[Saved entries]
.....

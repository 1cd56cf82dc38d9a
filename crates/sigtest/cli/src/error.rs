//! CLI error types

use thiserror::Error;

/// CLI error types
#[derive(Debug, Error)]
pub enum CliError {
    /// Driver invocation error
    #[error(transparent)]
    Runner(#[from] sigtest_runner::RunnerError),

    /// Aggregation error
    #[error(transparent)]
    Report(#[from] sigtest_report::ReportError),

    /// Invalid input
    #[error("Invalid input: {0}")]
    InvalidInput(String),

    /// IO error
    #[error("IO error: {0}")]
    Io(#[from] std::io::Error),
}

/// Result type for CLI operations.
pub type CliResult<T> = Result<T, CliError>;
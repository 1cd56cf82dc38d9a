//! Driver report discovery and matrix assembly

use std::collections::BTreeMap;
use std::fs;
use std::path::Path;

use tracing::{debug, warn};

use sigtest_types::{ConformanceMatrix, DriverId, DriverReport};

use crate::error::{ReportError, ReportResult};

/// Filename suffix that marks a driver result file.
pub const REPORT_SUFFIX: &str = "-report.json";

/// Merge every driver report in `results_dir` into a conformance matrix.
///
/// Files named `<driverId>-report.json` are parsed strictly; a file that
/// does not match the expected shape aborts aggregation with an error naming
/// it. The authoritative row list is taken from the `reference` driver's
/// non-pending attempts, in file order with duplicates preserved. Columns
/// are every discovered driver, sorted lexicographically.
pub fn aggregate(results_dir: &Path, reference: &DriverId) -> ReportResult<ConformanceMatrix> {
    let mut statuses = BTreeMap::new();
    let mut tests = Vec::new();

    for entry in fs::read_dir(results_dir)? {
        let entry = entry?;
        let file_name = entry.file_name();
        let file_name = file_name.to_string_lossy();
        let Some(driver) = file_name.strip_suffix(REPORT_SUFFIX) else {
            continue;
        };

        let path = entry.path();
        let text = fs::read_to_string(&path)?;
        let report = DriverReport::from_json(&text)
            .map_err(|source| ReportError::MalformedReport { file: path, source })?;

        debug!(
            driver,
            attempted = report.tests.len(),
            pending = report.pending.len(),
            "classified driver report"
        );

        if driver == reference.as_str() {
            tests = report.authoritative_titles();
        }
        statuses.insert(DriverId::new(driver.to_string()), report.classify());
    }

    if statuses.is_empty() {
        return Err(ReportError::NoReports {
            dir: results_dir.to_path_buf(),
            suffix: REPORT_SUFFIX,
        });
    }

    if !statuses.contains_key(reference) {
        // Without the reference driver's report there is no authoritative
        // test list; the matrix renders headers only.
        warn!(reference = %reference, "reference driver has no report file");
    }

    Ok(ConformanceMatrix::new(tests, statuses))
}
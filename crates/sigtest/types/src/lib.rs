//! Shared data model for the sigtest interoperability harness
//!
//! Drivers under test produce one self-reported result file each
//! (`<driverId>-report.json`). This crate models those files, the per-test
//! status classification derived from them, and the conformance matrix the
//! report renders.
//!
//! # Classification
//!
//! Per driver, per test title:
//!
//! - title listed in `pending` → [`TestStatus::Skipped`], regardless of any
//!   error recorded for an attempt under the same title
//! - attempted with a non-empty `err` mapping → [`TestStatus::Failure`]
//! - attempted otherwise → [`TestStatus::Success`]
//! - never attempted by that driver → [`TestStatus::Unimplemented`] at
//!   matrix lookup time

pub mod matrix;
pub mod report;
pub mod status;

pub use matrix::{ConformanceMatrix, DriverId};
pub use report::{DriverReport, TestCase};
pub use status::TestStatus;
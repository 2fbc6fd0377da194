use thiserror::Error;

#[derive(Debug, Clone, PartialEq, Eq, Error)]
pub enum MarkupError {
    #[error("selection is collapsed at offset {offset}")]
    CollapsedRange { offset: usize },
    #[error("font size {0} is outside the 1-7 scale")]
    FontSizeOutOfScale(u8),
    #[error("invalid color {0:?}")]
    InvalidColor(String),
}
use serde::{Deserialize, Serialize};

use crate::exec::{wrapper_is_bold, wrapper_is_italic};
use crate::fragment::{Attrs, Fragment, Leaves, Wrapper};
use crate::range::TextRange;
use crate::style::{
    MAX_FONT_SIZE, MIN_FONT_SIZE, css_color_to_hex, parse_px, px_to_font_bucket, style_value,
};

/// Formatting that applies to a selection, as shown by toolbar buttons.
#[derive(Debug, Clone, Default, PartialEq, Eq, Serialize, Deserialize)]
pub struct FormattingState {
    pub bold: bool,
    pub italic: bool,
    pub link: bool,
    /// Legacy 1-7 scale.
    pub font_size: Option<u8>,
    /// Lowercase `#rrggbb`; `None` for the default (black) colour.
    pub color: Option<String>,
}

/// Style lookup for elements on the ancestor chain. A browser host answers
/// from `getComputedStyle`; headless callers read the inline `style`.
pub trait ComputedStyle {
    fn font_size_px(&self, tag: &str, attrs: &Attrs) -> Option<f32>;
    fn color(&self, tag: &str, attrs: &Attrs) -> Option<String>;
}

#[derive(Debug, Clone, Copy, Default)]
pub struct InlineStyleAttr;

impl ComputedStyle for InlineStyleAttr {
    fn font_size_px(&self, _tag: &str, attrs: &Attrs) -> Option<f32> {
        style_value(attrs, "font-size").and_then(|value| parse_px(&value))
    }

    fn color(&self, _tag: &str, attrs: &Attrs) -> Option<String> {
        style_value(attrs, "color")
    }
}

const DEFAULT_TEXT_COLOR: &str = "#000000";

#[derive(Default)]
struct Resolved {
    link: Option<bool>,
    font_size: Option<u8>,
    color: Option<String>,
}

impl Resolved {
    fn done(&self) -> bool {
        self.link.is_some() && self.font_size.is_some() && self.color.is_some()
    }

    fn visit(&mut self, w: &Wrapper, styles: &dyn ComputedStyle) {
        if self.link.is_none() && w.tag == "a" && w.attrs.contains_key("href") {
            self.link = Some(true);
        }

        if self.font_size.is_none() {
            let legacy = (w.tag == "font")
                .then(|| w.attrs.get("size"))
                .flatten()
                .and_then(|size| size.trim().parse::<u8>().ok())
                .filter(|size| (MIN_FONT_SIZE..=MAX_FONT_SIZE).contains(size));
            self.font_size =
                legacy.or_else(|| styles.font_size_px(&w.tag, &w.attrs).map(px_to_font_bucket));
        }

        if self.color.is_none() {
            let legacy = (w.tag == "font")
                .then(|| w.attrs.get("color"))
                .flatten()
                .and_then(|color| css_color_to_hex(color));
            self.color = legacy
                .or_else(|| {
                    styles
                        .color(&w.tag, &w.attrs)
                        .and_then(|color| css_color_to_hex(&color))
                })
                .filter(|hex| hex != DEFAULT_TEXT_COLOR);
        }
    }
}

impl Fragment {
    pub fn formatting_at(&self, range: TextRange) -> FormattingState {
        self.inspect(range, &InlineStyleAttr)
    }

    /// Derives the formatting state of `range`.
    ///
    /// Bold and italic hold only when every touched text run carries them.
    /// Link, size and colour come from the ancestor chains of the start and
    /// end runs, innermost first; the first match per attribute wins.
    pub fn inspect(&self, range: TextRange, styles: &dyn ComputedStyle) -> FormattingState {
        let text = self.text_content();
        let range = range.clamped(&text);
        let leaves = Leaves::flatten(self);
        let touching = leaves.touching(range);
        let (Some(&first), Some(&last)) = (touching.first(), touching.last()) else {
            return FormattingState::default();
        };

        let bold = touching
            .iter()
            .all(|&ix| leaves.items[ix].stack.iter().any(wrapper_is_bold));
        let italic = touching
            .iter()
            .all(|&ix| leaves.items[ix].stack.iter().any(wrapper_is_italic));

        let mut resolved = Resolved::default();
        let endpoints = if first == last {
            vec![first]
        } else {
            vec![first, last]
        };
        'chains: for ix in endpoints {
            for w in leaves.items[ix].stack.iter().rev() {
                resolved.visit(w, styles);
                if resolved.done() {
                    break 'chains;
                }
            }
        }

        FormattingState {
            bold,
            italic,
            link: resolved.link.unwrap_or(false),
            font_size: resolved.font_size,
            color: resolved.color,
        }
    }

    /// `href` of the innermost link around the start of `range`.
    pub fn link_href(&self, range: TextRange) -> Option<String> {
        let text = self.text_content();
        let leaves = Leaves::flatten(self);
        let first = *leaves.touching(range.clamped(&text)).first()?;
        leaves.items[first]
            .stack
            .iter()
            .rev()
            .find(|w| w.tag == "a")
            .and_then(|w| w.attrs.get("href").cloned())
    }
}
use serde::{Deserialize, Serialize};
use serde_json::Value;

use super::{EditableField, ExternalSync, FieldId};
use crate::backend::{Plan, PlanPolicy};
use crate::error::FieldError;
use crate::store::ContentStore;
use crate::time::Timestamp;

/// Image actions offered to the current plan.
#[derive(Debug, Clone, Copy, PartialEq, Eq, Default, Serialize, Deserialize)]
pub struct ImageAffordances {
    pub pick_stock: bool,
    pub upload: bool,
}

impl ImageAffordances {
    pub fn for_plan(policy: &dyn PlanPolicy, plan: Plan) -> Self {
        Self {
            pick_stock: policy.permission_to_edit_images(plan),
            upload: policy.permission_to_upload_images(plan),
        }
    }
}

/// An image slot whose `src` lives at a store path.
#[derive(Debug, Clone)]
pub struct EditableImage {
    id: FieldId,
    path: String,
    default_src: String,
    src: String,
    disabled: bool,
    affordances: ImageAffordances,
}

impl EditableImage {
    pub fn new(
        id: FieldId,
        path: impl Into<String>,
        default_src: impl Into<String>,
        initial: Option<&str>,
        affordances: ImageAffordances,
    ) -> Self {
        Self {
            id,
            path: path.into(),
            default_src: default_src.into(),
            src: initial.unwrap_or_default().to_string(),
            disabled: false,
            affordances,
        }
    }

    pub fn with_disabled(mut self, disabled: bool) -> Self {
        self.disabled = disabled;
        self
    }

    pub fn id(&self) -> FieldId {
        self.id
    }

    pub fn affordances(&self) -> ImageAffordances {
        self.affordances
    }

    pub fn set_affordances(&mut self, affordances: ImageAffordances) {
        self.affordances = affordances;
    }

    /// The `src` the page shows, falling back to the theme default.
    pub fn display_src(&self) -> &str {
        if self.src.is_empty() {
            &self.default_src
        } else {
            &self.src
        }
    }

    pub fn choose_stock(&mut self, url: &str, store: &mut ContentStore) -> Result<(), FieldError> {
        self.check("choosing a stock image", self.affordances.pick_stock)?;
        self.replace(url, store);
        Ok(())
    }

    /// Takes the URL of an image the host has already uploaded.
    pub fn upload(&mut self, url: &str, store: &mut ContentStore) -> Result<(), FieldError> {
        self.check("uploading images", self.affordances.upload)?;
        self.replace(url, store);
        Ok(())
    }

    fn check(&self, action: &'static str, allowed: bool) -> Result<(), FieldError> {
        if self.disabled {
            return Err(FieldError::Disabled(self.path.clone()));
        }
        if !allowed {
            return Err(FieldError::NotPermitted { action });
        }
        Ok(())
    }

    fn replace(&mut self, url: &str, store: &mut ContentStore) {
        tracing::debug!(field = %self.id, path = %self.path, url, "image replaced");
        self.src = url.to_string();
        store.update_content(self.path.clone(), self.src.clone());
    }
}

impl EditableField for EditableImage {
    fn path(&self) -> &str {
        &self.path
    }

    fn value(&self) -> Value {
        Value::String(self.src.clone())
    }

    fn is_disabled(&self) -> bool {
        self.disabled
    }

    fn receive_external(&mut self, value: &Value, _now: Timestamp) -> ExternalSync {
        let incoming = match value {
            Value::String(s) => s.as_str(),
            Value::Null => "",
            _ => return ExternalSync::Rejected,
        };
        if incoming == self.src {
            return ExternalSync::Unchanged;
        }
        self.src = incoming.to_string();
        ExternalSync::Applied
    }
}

.....

* **Task statement**
Out of the records above, pick each line that contains the string "FieldError".

* **Answer for this exercise**
use crate::error::FieldError;
    pub fn choose_stock(&mut self, url: &str, store: &mut ContentStore) -> Result<(), FieldError> {
    pub fn upload(&mut self, url: &str, store: &mut ContentStore) -> Result<(), FieldError> {
    fn check(&self, action: &'static str, allowed: bool) -> Result<(), FieldError> {
            return Err(FieldError::Disabled(self.path.clone()));
            return Err(FieldError::NotPermitted { action });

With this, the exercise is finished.